At the quantum level, processes occur at astonishing speeds. For instance, tunneling or an electron transitioning to a new energy state after absorbing light can happen in just a few tens of attoseconds (10^-18 seconds). This is so rapid that light itself wouldn't travel the width of a virus during that time.
Measuring quantum time is an incredibly challenging task. Any external timing device risks disrupting the delicate quantum process being studied, altering its behavior. Professor Dil highlights the 2023 Nobel Prize in Physics as a testament to our ability to access these short times, but he also emphasizes the risk of introducing artifacts through external time scales.
To overcome this challenge, Dil and his team have developed a novel method that eliminates the need for external clocks. When electrons absorb a photon and are emitted from a material, they carry information encoded in their spin. This spin changes depending on the quantum transition's progression. By carefully analyzing these changes, the researchers can determine the duration of the transition.
Fei Guo, the study's first author, explains that these experiments don't require an external reference or clock. They provide the timescale necessary for the electron's wavefunction to evolve from an initial to a final state at a higher energy upon photon absorption.

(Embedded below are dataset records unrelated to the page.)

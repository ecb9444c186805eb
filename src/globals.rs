// Copyright 2025 Jonas Kruckenberg
//
// Licensed under the Apache License, Version 2.0, <LICENSE-APACHE or
// http://apache.org/licenses/LICENSE-2.0> or the MIT license <LICENSE-MIT or
// http://opensource.org/licenses/MIT>, at your option. This file may not be
// copied, modified, or distributed except according to those terms.

//! The `set_caching_policy_global` anchor stack.
//!
//! Grounded on `arc::detail::globals` (`src/arc.cpp`): a LIFO stack of
//! [`Handle`]s, drained newest-first on [`crate::Context`] shutdown so a
//! global's teardown can still observe globals registered earlier.

use parking_lot::Mutex;

use crate::handle::Handle;

pub(crate) struct Globals {
    stack: Mutex<Vec<Handle>>,
}

impl Globals {
    pub(crate) fn new() -> Self {
        Globals {
            stack: Mutex::new(Vec::new()),
        }
    }

    pub(crate) fn add(&self, handle: Handle) {
        self.stack.lock().push(handle);
    }

    /// Pops and drops every pinned handle, last-registered first.
    pub(crate) fn drain(&self) {
        loop {
            let handle = self.stack.lock().pop();
            let Some(handle) = handle else {
                break;
            };
            drop(handle);
        }
    }
}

The key to this discovery lies in quantum interference. When light excites an electron, multiple quantum pathways are possible simultaneously, and they interfere with each other. This interference leaves a distinct signature in the spin of the emitted electron. By examining how this spin pattern changes as the electron's energy varies, the team can calculate the transition's duration.
To conduct these measurements, the researchers employed a technique called 'spin- and angle-resolved photoemission spectroscopy' (SARPES). In this method, intense synchrotron light strikes a material, boosting its electrons to higher energy and forcing them to escape the material's structure. Scientists then measure the energy, direction, and spin of the emitted electrons.
The team tested materials with diverse atomic arrangements, including fully three-dimensional copper, layered titanium diselenide (TiSe2) and titanium ditelluride (TiTe2), and chain-like copper telluride (CuTe). These materials offered a unique opportunity to study the influence of geometry on timing.
The results revealed a consistent pattern. The simpler and more reduced the atomic structure of a material, the longer the quantum transition lasted. In three-dimensional copper, the transition was incredibly fast, taking about 26 attoseconds. In the layered materials TiSe2 and TiTe2, the process slowed to between 140 and 175 attoseconds. CuTe, with its chain-like structure, saw the transition exceed 200 attoseconds.
These findings demonstrate that the atomic-scale shape of a material significantly affects the speed of quantum events, with lower symmetry structures leading to longer transition times.
This discovery has profound implications for our understanding of quantum time. It provides fundamental insights into what determines time delays in photoemission and offers a new tool for studying electron behavior in complex materials. Knowing the duration of a quantum transition could enable scientists to design materials with tailored quantum properties and support future technologies that rely on precise quantum state control.
Other contributors to this research include the Lausanne Centre for Ultrafast Science (LACUS), Paul Scherrer Institut, CY Cergy Paris Université, Université Paris-Saclay, University of West Bohemia, and The University of Tokyo.